Par fjarraud , le jeudi 26 novembre 2015.

Commentaires

  • Viviane Micaud, le 26/11/2015 à 11:21
    J'avais prévu le résultat dès 2010. La réforme du lycée s'est faite sur un diagnostic faux. 
    Les élèves vont vers la filières S car c'est une filière généraliste qui permet tous les parcours après le bac. Il y a les mêmes exigences en "français" qu'en L et les plus hautes exigences en maths.
    Les principes de l'orientation progressive ne pouvait pas marcher. En effet, il y a deux niveaux en "expression littéraire" celui des bacs technologiques et celui des bacs généraux. Et trois niveaux en Maths celui de "L", celui de "ES" et celui "S". Sur ces deux matières il est possible de "descendre de niveau" mais pas de "monter". Aussi les possibilités de changement de filières entre la Première et la Terminale ont été strictement identiques qu'auparavant. 
    Une de mes connaissances avait choisi le bac STG alors qu'elle avait le potentiel d'aller en S car cela correspondait  à ce qu'elle aimait. Elle l'a regretté car elle n'a pas été prise dans les filières post-bacs qu'elle souhaitait. Aujourd'hui la bonne stratégie pour préserver l'avenir est de choisir la filière qui a les exigences les plus hautes que l'on peut réussir, plutôt que de faire la filière qui nous intéresse le plus.
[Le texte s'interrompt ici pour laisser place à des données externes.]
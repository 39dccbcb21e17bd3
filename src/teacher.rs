use crate::error::FinmonError;
use crate::models::{normalize, Rule, RuleSet};
use crate::store::RuleStore;

/// Why a teach request was dropped without touching the store.
#[derive(Debug, Clone, Copy, PartialEq, Eq)]
pub enum IgnoreReason {
    EmptyDescription,
    EmptyCategory,
}

#[derive(Debug)]
pub enum TeachOutcome {
    /// A new rule was appended and persisted.
    Learned(Rule),
    /// The same keyword/category pair was already known; nothing written.
    AlreadyKnown(Rule),
    Ignored(IgnoreReason),
    /// The rule could not be persisted and will not affect predictions.
    Failed(FinmonError),
}

impl TeachOutcome {
    /// The rule now in effect, if any.
    pub fn into_rule(self) -> Option<Rule> {
        match self {
            TeachOutcome::Learned(rule) | TeachOutcome::AlreadyKnown(rule) => Some(rule),
            TeachOutcome::Ignored(_) | TeachOutcome::Failed(_) => None,
        }
    }

    pub fn rule(&self) -> Option<&Rule> {
        match self {
            TeachOutcome::Learned(rule) | TeachOutcome::AlreadyKnown(rule) => Some(rule),
            TeachOutcome::Ignored(_) | TeachOutcome::Failed(_) => None,
        }
    }
}

#[derive(Debug, Default, Clone, Copy, PartialEq, Eq)]
pub struct ImportSummary {
    pub learned: usize,
    pub already_known: usize,
    pub ignored: usize,
}

enum Validated {
    Rule { keyword: String, category: String },
    Ignored(IgnoreReason),
}

fn validate(description: &str, category: &str) -> Validated {
    let keyword = normalize(description);
    if keyword.is_empty() {
        return Validated::Ignored(IgnoreReason::EmptyDescription);
    }
    let category = category.trim();
    if category.is_empty() {
        return Validated::Ignored(IgnoreReason::EmptyCategory);
    }
    Validated::Rule {
        keyword,
        category: category.to_string(),
    }
}

/// Turns user corrections into persisted rules.
pub struct Teacher<'a> {
    store: &'a dyn RuleStore,
}

impl<'a> Teacher<'a> {
    pub fn new(store: &'a dyn RuleStore) -> Self {
        Self { store }
    }

    pub fn teach(&self, description: &str, category: &str, note: &str) -> TeachOutcome {
        let (keyword, category) = match validate(description, category) {
            Validated::Rule { keyword, category } => (keyword, category),
            Validated::Ignored(reason) => {
                tracing::debug!(?reason, "nothing to teach");
                return TeachOutcome::Ignored(reason);
            }
        };

        let mut outcome = None;
        let result = self.store.update(&mut |rules: &mut RuleSet| {
            if let Some(existing) = rules.find(&keyword, &category) {
                outcome = Some(TeachOutcome::AlreadyKnown(existing.clone()));
                return false;
            }
            let rule = Rule::new(keyword.clone(), category.clone(), note.trim().to_string());
            rules.push(rule.clone());
            outcome = Some(TeachOutcome::Learned(rule));
            true
        });

        match (result, outcome) {
            (Err(e), _) => {
                tracing::warn!(%keyword, %category, error = %e, "failed to persist learned rule");
                TeachOutcome::Failed(e)
            }
            (Ok(_), Some(outcome)) => {
                if let TeachOutcome::Learned(rule) = &outcome {
                    tracing::info!(keyword = %rule.keyword, category = %rule.category, "learned rule");
                }
                outcome
            }
            (Ok(_), None) => TeachOutcome::Failed(FinmonError::Other(
                "rule store did not apply the update".to_string(),
            )),
        }
    }

    /// Teaches a batch of rules (for example an export) in one store write.
    /// Incoming ids and timestamps are kept for rules that are new.
    pub fn teach_all(&self, incoming: &[Rule]) -> crate::error::Result<ImportSummary> {
        let mut summary = ImportSummary::default();
        self.store.update(&mut |rules: &mut RuleSet| {
            summary = ImportSummary::default();
            for rule in incoming {
                match validate(&rule.keyword, &rule.category) {
                    Validated::Ignored(_) => summary.ignored += 1,
                    Validated::Rule { keyword, category } => {
                        if rules.find(&keyword, &category).is_some() {
                            summary.already_known += 1;
                            continue;
                        }
                        let mut learned = Rule::new(keyword, category, rule.note.trim().to_string());
                        if !rule.id.is_empty() && rules.iter().all(|r| r.id != rule.id) {
                            learned.id = rule.id.clone();
                        }
                        if rule.created_at > 0 {
                            learned.created_at = rule.created_at;
                        }
                        rules.push(learned);
                        summary.learned += 1;
                    }
                }
            }
            summary.learned > 0
        })?;
        tracing::info!(learned = summary.learned, already_known = summary.already_known, "imported rules");
        Ok(summary)
    }

    /// Wipes every learned rule.
    pub fn reset(&self) -> crate::error::Result<()> {
        self.store.clear()?;
        tracing::info!("learned rules wiped");
        Ok(())
    }
}

#[cfg(test)]
mod tests {
    use super::*;
    use crate::error::Result;
    use crate::predictor::Predictor;
    use crate::store::{JsonFileStore, MemoryStore, SqliteStore};

    struct ReadOnlyStore(MemoryStore);

    impl RuleStore for ReadOnlyStore {
        fn load(&self) -> RuleSet {
            self.0.load()
        }

        fn save(&self, _rules: &RuleSet) -> Result<()> {
            Err(FinmonError::Other("quota exceeded".to_string()))
        }

        fn clear(&self) -> Result<()> {
            Err(FinmonError::Other("quota exceeded".to_string()))
        }
    }

    #[test]
    fn test_teach_is_idempotent() {
        let store = MemoryStore::new();
        let teacher = Teacher::new(&store);
        let first = teacher.teach("Starbucks", "Food", "");
        let first = match first {
            TeachOutcome::Learned(rule) => rule,
            other => panic!("expected Learned, got {other:?}"),
        };
        let second = teacher.teach("Starbucks", "Food", "different note");
        match second {
            TeachOutcome::AlreadyKnown(rule) => assert_eq!(rule, first),
            other => panic!("expected AlreadyKnown, got {other:?}"),
        }
        assert_eq!(store.load().len(), 1);
    }

    #[test]
    fn test_redundant_teach_does_not_write() {
        let store = MemoryStore::new();
        let teacher = Teacher::new(&store);
        teacher.teach("Starbucks", "Food", "");
        let before = store.payload();
        teacher.teach("STARBUCKS", "Food", "");
        assert_eq!(store.payload(), before);
    }

    #[test]
    fn test_same_keyword_different_category_is_kept() {
        let store = MemoryStore::new();
        let teacher = Teacher::new(&store);
        teacher.teach("uber", "Transport", "");
        teacher.teach("uber", "Food", "");
        assert_eq!(store.load().len(), 2);
    }

    #[test]
    fn test_keyword_is_normalized() {
        let store = MemoryStore::new();
        let rule = Teacher::new(&store)
            .teach("  AMZN Mktp  ", " Shopping ", " gifts ")
            .into_rule()
            .unwrap();
        assert_eq!(rule.keyword, "amzn mktp");
        assert_eq!(rule.category, "Shopping");
        assert_eq!(rule.note, "gifts");
    }

    #[test]
    fn test_empty_inputs_are_ignored() {
        let store = MemoryStore::new();
        let teacher = Teacher::new(&store);
        assert!(matches!(
            teacher.teach("   ", "Food", ""),
            TeachOutcome::Ignored(IgnoreReason::EmptyDescription)
        ));
        assert!(matches!(
            teacher.teach("Starbucks", "", ""),
            TeachOutcome::Ignored(IgnoreReason::EmptyCategory)
        ));
        assert!(teacher.teach("", "", "").into_rule().is_none());
        assert_eq!(store.payload(), None);
    }

    #[test]
    fn test_rules_keep_insertion_order() {
        let store = MemoryStore::new();
        let teacher = Teacher::new(&store);
        for (d, c) in [("zeta", "Food"), ("alpha", "Health"), ("mid", "Debt")] {
            teacher.teach(d, c, "");
        }
        let keywords: Vec<_> = store.load().iter().map(|r| r.keyword.clone()).collect();
        assert_eq!(keywords, vec!["zeta", "alpha", "mid"]);
    }

    #[test]
    fn test_failed_save_reports_failure_and_loses_rule() {
        let store = ReadOnlyStore(MemoryStore::new());
        let teacher = Teacher::new(&store);
        let outcome = teacher.teach("starbucks", "Food", "");
        assert!(matches!(outcome, TeachOutcome::Failed(_)));
        assert!(outcome.rule().is_none());
        assert_eq!(Predictor::new(&store).predict("starbucks reserve"), None);
    }

    #[test]
    fn test_already_known_needs_no_write_even_on_read_only_store() {
        let seeded = MemoryStore::new();
        Teacher::new(&seeded).teach("starbucks", "Food", "");
        let store = ReadOnlyStore(seeded);
        let outcome = Teacher::new(&store).teach("Starbucks", "Food", "");
        assert!(matches!(outcome, TeachOutcome::AlreadyKnown(_)));
    }

    #[test]
    fn test_clear_wipes_state() {
        let store = MemoryStore::new();
        let teacher = Teacher::new(&store);
        teacher.teach("starbucks", "Food", "");
        teacher.teach("uber trip", "Transport", "");
        teacher.reset().unwrap();
        assert!(store.load().is_empty());
        let predictor = Predictor::new(&store);
        assert_eq!(predictor.predict("starbucks"), None);
        assert_eq!(predictor.predict("UBER TRIP 123"), None);
    }

    #[test]
    fn test_roundtrip_persistence_sqlite() {
        let dir = tempfile::tempdir().unwrap();
        let path = dir.path().join("finmon.db");
        let store = SqliteStore::open(&path).unwrap();
        let taught = Teacher::new(&store)
            .teach("CVS Pharmacy", "Health", "prescriptions")
            .into_rule()
            .unwrap();
        drop(store);

        let reopened = SqliteStore::open(&path).unwrap();
        let rules = reopened.load();
        assert_eq!(rules.len(), 1);
        assert_eq!(rules.as_slice()[0], taught);
    }

    #[test]
    fn test_roundtrip_persistence_json() {
        let dir = tempfile::tempdir().unwrap();
        let path = dir.path().join("rules.json");
        let taught = Teacher::new(&JsonFileStore::new(path.clone()))
            .teach("APL* ITUNES", "Entertainment", "")
            .into_rule()
            .unwrap();
        let rules = JsonFileStore::new(path).load();
        assert_eq!(rules.as_slice(), &[taught]);
    }

    #[test]
    fn test_teach_all_merges_and_dedupes() {
        let store = MemoryStore::new();
        let teacher = Teacher::new(&store);
        teacher.teach("starbucks", "Food", "");

        let mut incoming = vec![
            Rule::new("STARBUCKS".into(), "Food".into(), String::new()),
            Rule::new("uber trip".into(), "Transport".into(), "rides".into()),
            Rule::new("   ".into(), "Food".into(), String::new()),
        ];
        incoming[1].created_at = 42;
        let summary = teacher.teach_all(&incoming).unwrap();
        assert_eq!(
            summary,
            ImportSummary {
                learned: 1,
                already_known: 1,
                ignored: 1
            }
        );
        let rules = store.load();
        assert_eq!(rules.len(), 2);
        let imported = &rules.as_slice()[1];
        assert_eq!(imported.id, incoming[1].id);
        assert_eq!(imported.created_at, 42);
        assert_eq!(imported.note, "rides");
    }

    #[test]
    fn test_teach_all_dedupes_within_batch() {
        let store = MemoryStore::new();
        let incoming = vec![
            Rule::new("cvs".into(), "Health".into(), String::new()),
            Rule::new("CVS".into(), "Health".into(), String::new()),
        ];
        let summary = Teacher::new(&store).teach_all(&incoming).unwrap();
        assert_eq!(summary.learned, 1);
        assert_eq!(summary.already_known, 1);
    }
}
    Pourtant il existe une solution est simple, il faut déconnecter le choix du parcours en "expression littéraire" et "maths" du choix du domaine approfondie. Si il est possible de choisir les maths de "S" en filière ES, les jeunes qui veulent faire HEC n'iront plus en S. Et les scientifiques pourront faire des vraies sciences.
    • thais8026, le 27/11/2015 à 14:34
      Autant je suis d'accord sur le diagnostique. J'avais fait le même et je mettais même fait huer par un amphi de prof pour l'avoir dit.
      Autant je ne suis pas d'accord sur la solution, je suis contre une polyvalence des filières. Et oui l'école est obligatoire jusqu'à 16 ans (et je trouve cela très bien) donc après il faut choisir....
      Moi, je propose que la filière S soit aussi spécialisée que la filière L. La filière généraliste restant la ES.
      Pourquoi un S devrait avaler toutes les disciplines jusqu'à la fin alors qu'un L non ?
      La S n'est pas dissuasive pour les non scientifique en 1ère seul 38% de l'horaire général est affecté aux sciences. Cherchez l'erreur. Les scientifiques ne font de toute façon pas de sciences en S.
      Solution : LV2 optionnelle comme les maths en L. L'idée d'arrêter l'histoire-géo en 1ère était bonne si on n'avait pas voulu tout faire en 1 an au lieu de 2.
      Quant à votre exemple en STG, je vais vous contredire : il y a des classes prépa aux grandes écoles de commerces (et qui ont d'excellents résultats) réservées aux STG (maintenant STMG) et elles sont loin d'être pleines donc si votre amie n'a pas réussi à y rentrer c'est qu'elle n'avait le niveau de STG requis et non à cause de son choix de filière. Maintenant si après son bac elle voulait faire médecine...

      • Viviane Micaud, le 30/11/2015 à 08:05
        Je ne parle pas du programme, mais l'acquisition des codes d'expression qui permettent de faire des hautes études littéraires. Le programme des matières littéraires est plus légers en S qu'en L, mais les acquis en capacité d'apprendre et de transmettre sont les mêmes. La preuve, il y a 25% d'élèves de S en hypokhagne la plus sélective des filières littéraires. Vous ne semblez pas connaître les difficultés de rédaction des élèves qui n'ont pas pu aller dans une filière générale. 
        Le fait qu'il y a ait UNE prépa pour les STMG n'empêche pas qu'un grand nombre de portes soient fermées.